What you need to do:
Your answer should hold all lines of the entries that include the word "DeserializeOwned".

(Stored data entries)
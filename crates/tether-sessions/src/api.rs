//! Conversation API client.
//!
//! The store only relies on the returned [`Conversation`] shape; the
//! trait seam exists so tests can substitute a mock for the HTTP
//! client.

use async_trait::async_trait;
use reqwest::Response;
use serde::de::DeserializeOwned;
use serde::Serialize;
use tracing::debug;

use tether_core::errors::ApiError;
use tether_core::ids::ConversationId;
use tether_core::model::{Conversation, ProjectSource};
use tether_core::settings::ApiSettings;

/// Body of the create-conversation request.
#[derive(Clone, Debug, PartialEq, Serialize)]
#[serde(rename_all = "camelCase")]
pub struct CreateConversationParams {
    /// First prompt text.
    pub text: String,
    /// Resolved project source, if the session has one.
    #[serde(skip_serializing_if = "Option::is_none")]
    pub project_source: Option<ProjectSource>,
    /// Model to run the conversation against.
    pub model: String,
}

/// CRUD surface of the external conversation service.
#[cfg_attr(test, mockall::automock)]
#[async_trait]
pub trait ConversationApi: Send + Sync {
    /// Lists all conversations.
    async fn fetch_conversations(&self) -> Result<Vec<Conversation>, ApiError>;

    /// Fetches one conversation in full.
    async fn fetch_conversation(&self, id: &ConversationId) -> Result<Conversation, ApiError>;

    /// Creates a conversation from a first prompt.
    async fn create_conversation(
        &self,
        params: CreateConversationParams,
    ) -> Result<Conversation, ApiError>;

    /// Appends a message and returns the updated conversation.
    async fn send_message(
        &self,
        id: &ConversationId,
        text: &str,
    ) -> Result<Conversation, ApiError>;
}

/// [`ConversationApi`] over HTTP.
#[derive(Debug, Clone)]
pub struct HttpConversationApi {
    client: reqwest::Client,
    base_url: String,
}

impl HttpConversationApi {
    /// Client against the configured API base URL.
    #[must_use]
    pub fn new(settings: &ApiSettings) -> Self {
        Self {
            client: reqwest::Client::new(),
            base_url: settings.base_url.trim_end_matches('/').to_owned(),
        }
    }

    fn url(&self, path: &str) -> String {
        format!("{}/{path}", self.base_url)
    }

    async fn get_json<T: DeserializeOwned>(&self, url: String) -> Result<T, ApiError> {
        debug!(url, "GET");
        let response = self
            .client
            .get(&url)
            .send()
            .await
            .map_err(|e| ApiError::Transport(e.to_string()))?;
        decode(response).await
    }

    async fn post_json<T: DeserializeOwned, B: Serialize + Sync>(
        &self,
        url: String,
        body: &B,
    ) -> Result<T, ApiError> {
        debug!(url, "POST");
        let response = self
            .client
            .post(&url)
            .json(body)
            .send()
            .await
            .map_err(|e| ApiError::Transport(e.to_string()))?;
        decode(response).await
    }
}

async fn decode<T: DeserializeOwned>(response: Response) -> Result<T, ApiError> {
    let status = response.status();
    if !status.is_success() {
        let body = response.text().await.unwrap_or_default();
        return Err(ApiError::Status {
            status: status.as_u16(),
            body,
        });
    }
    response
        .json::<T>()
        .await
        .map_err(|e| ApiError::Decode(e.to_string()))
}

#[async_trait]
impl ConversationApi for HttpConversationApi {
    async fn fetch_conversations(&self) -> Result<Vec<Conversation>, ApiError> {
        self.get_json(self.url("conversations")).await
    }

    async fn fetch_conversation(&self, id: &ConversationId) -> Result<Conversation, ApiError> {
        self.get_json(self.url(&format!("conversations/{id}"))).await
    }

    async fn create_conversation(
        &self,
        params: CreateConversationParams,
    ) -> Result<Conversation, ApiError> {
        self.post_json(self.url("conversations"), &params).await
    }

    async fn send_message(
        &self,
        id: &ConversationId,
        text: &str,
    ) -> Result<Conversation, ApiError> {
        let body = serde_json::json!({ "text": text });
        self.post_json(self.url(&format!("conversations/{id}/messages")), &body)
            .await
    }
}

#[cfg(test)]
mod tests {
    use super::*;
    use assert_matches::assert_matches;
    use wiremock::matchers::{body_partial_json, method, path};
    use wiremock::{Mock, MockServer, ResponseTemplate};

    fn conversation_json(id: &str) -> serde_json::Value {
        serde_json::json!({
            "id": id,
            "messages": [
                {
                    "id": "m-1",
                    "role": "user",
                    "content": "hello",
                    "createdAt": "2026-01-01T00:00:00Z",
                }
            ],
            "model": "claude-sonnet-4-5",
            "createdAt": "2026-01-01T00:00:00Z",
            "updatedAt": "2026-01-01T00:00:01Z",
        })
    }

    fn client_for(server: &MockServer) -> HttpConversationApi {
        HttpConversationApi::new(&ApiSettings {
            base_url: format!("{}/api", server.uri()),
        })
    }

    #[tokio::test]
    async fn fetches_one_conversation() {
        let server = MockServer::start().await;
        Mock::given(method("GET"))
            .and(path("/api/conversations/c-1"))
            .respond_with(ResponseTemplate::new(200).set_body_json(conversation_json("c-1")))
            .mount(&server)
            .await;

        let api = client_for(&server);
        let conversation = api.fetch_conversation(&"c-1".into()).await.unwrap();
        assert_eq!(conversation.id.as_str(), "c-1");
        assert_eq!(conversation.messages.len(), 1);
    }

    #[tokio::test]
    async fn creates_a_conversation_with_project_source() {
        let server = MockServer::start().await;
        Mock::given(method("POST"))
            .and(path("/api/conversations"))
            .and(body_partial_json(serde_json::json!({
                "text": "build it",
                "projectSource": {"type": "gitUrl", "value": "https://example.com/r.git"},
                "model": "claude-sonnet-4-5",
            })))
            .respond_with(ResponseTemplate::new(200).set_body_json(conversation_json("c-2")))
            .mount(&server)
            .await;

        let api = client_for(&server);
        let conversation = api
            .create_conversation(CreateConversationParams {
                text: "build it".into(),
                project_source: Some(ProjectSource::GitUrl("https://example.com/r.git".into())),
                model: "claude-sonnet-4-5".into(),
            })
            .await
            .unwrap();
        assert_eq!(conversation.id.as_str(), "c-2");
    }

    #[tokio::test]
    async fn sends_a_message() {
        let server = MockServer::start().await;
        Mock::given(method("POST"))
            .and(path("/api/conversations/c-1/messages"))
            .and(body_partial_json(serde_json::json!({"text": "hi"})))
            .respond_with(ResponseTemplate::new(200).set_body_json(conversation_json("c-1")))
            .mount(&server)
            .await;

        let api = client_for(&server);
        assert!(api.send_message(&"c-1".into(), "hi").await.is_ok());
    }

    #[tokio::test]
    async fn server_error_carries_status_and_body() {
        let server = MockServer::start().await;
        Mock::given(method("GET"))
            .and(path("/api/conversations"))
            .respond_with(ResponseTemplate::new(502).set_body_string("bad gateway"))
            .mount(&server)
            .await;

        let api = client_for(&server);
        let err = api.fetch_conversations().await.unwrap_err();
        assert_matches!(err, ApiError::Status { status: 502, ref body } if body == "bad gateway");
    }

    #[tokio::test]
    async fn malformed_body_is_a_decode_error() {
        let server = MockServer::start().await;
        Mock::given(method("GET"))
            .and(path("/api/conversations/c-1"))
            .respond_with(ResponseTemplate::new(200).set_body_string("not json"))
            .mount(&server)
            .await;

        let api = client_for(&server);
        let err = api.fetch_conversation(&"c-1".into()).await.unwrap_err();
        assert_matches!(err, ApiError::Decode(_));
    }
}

Finished exercise:
use serde::de::DeserializeOwned;
    async fn get_json<T: DeserializeOwned>(&self, url: String) -> Result<T, ApiError> {
    async fn post_json<T: DeserializeOwned, B: Serialize + Sync>(
async fn decode<T: DeserializeOwned>(response: Response) -> Result<T, ApiError> {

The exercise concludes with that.